Deficit Retention Disorder?

Finance executives will recognize the federal government's blackout on vendor payments as a game of "shift the expenses."


At the end of last month, the federal government played its own version of "pretend you're not home when bill collectors call." For nine days, from September 22 to 30, the government put a hold on Medicare payments to health-care providers. The payments resumed this month, with no interest or penalties added. Why? Because October is the start of the 2007 fiscal year.

Finance executives will recognize the blackout as a game of "shift the expenses." The payment holiday is a simple accounting gimmick to lower the federal deficit, or to at least appear to lower it. The hold shifted $5.2 billion in expenses into the 2007 fiscal year.
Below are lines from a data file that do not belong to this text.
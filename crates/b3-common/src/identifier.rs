//! SQL identifier validation
//!
//! Schema and table names reach the store from CLI flags, environment
//! variables and file names, so they are interpolated into DDL and DML.
//! Only lower-case ASCII identifiers are accepted, and they are always
//! emitted double-quoted.

use crate::error::{CommonError, Result};

/// PostgreSQL truncates identifiers longer than this (NAMEDATALEN - 1)
pub const MAX_IDENTIFIER_LEN: usize = 63;

/// Validate a SQL identifier: `[a-z_][a-z0-9_]*`, at most 63 bytes.
pub fn validate_identifier(name: &str) -> Result<()> {
    let invalid = |reason: &str| CommonError::InvalidIdentifier {
        name: name.to_string(),
        reason: reason.to_string(),
    };

    let mut chars = name.chars();
    let Some(first) = chars.next() else {
        return Err(invalid("identifier is empty"));
    };

    if name.len() > MAX_IDENTIFIER_LEN {
        return Err(invalid("identifier is longer than 63 bytes"));
    }

    if !(first.is_ascii_lowercase() || first == '_') {
        return Err(invalid("must start with a lower-case letter or underscore"));
    }

    if let Some(bad) = chars.find(|c| !(c.is_ascii_lowercase() || c.is_ascii_digit() || *c == '_')) {
        return Err(invalid(&format!("prohibited character {:?}", bad)));
    }

    Ok(())
}

/// Double-quote an identifier for interpolation into SQL.
///
/// Callers are expected to have run [`validate_identifier`] first; embedded
/// quotes are still doubled so the output is always a single identifier.
pub fn quote_identifier(name: &str) -> String {
    format!("\"{}\"", name.replace('"', "\"\""))
}

/// Quote a `schema.table` pair.
pub fn qualified_name(schema: &str, table: &str) -> String {
    format!("{}.{}", quote_identifier(schema), quote_identifier(table))
}

#[cfg(test)]
#[allow(clippy::unwrap_used, clippy::expect_used)]
mod tests {
    use super::*;

    #[test]
    fn test_accepts_plain_identifiers() {
        assert!(validate_identifier("b3_history").is_ok());
        assert!(validate_identifier("cotahist_a1986").is_ok());
        assert!(validate_identifier("_staging").is_ok());
    }

    #[test]
    fn test_rejects_injection_characters() {
        for name in ["b3'history", "b3\"history", "b3.history", "b3-history", "b3;drop"] {
            assert!(validate_identifier(name).is_err(), "{} should be rejected", name);
        }
    }

    #[test]
    fn test_rejects_empty_uppercase_and_leading_digit() {
        assert!(validate_identifier("").is_err());
        assert!(validate_identifier("COTAHIST").is_err());
        assert!(validate_identifier("1986").is_err());
    }

    #[test]
    fn test_rejects_overlong_identifier() {
        let name = "a".repeat(MAX_IDENTIFIER_LEN + 1);
        let err = validate_identifier(&name).unwrap_err();
        assert!(err.to_string().contains("63"));
    }

    #[test]
    fn test_quoting() {
        assert_eq!(quote_identifier("b3_history"), "\"b3_history\"");
        assert_eq!(quote_identifier("a\"b"), "\"a\"\"b\"");
        assert_eq!(
            qualified_name("b3_history", "cotahist_a1986"),
            "\"b3_history\".\"cotahist_a1986\""
        );
    }
}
Who's behind the charade? Congress. It legislated the hold as part of the Deficit Reduction Act, signed into law in February by President Bush.
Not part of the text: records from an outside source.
//! Canonical input events and the adapter seam
//!
//! Every platform adapter implements [`InputSource`]: it installs its OS
//! hook, translates native events into [`InputEvent`]s and pushes them into
//! an ordered channel. The listener thread is the only consumer.

use std::collections::BTreeSet;
use std::sync::mpsc::{self, Receiver, Sender};
use std::sync::{Arc, Mutex};

use super::keys::{Key, MouseButton};

/// A normalized input event
#[derive(Debug, Clone, PartialEq, Eq)]
pub enum InputEvent {
    KeyDown(Key),
    KeyUp(Key),
    /// The complete set of modifiers now held (not a delta)
    ModifierChanged(BTreeSet<Key>),
    MouseDown(MouseButton),
    MouseUp(MouseButton),
}

#[cfg(test)]
impl InputEvent {
    pub fn key_down(name: &str) -> Self {
        InputEvent::KeyDown(Key::from(name))
    }

    pub fn key_up(name: &str) -> Self {
        InputEvent::KeyUp(Key::from(name))
    }

    pub fn modifiers<'a>(names: impl IntoIterator<Item = &'a str>) -> Self {
        InputEvent::ModifierChanged(names.into_iter().map(Key::from).collect())
    }
}

/// Errors raised while setting up an input source
#[derive(Debug, thiserror::Error)]
pub enum SourceError {
    #[error("accessibility permission not granted - allow this app under System Settings > Privacy & Security > Accessibility")]
    PermissionDenied,

    #[error("failed to create event tap - check Accessibility permissions")]
    EventTapCreation,

    #[error("failed to create run loop source for event tap")]
    RunLoopSource,

    #[error("global input hook failed: {0}")]
    Listen(String),

    #[error("input source is already started")]
    AlreadyStarted,

    #[error("no input backend available on this platform: {0}")]
    Unsupported(String),
}

/// Produces canonical input events from some backend
pub trait InputSource: Send {
    /// Install the hook and return the receiving end of the event queue
    fn start(&mut self) -> Result<Receiver<InputEvent>, SourceError>;

    /// Detach from the backend. No events are delivered afterwards.
    fn stop(&mut self);

    /// The failure that closed the event queue, if the backend died after
    /// a successful start
    fn take_error(&mut self) -> Option<SourceError> {
        None
    }
}

/// Source fed by hand, so the listener can be driven without OS hooks
#[cfg(test)]
#[derive(Clone, Default)]
pub struct ChannelSource {
    sender: Arc<Mutex<Option<Sender<InputEvent>>>>,
}

#[cfg(test)]
impl ChannelSource {
    /// Create a source that is not started yet
    pub fn new() -> Self {
        Self::default()
    }

    /// Push an event. Returns `false` if the source is not started.
    pub fn inject(&self, event: InputEvent) -> bool {
        let guard = match self.sender.lock() {
            Ok(guard) => guard,
            Err(_) => return false,
        };
        match guard.as_ref() {
            Some(tx) => tx.send(event).is_ok(),
            None => false,
        }
    }
}

#[cfg(test)]
impl InputSource for ChannelSource {
    fn start(&mut self) -> Result<Receiver<InputEvent>, SourceError> {
        let mut guard = self
            .sender
            .lock()
            .map_err(|_| SourceError::Listen("channel source lock poisoned".into()))?;
        if guard.is_some() {
            return Err(SourceError::AlreadyStarted);
        }
        let (tx, rx) = mpsc::channel();
        *guard = Some(tx);
        Ok(rx)
    }

    fn stop(&mut self) {
        // Dropping the sender closes the queue
        if let Ok(mut guard) = self.sender.lock() {
            guard.take();
        }
    }
}

/// Placeholder used when no backend is compiled in
#[cfg(any(test, all(not(target_os = "macos"), not(feature = "portable-hook"))))]
pub struct UnsupportedSource;

#[cfg(any(test, all(not(target_os = "macos"), not(feature = "portable-hook"))))]
impl InputSource for UnsupportedSource {
    fn start(&mut self) -> Result<Receiver<InputEvent>, SourceError> {
        Err(SourceError::Unsupported(format!(
            "{} (build with the `portable-hook` feature)",
            std::env::consts::OS
        )))
    }

    fn stop(&mut self) {}
}

#[cfg(test)]
mod tests {
    use super::*;

    #[test]
    fn test_channel_source_delivers_in_order() {
        let mut source = ChannelSource::new();
        let handle = source.clone();
        let rx = source.start().unwrap();

        assert!(handle.inject(InputEvent::key_down("a")));
        assert!(handle.inject(InputEvent::key_up("a")));

        assert_eq!(rx.recv().unwrap(), InputEvent::key_down("a"));
        assert_eq!(rx.recv().unwrap(), InputEvent::key_up("a"));
    }

    #[test]
    fn test_channel_source_rejects_double_start() {
        let mut source = ChannelSource::new();
        let _rx = source.start().unwrap();
        assert!(matches!(source.start(), Err(SourceError::AlreadyStarted)));
    }

    #[test]
    fn test_inject_before_start_and_after_stop() {
        let mut source = ChannelSource::new();
        assert!(!source.inject(InputEvent::key_down("a")));

        let rx = source.start().unwrap();
        source.stop();
        assert!(!source.inject(InputEvent::key_down("a")));
        assert!(rx.recv().is_err());
    }

    #[test]
    fn test_unsupported_source() {
        assert!(matches!(
            UnsupportedSource.start(),
            Err(SourceError::Unsupported(_))
        ));
    }
}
"Because the federal government is [operating] on a cash basis as opposed to accrual, it can do these types of things," says Charles Mulford, a professor of accounting at Georgia Institute of Technology. "It's deficit reduction through smoke and mirrors."

In mid-August, the Congressional Budget Office revised its estimate of the federal deficit for FY2006 to $260 billion, down from the $371 billion it had forecast in March. President Bush has vowed to cut the deficit in half by the end of his term.

That could be tough. Mulford explains that the government will likely have to conduct the blackout for at least nine days next year — and maybe longer — to make up for the shift.

Isn't that how WorldCom got into trouble?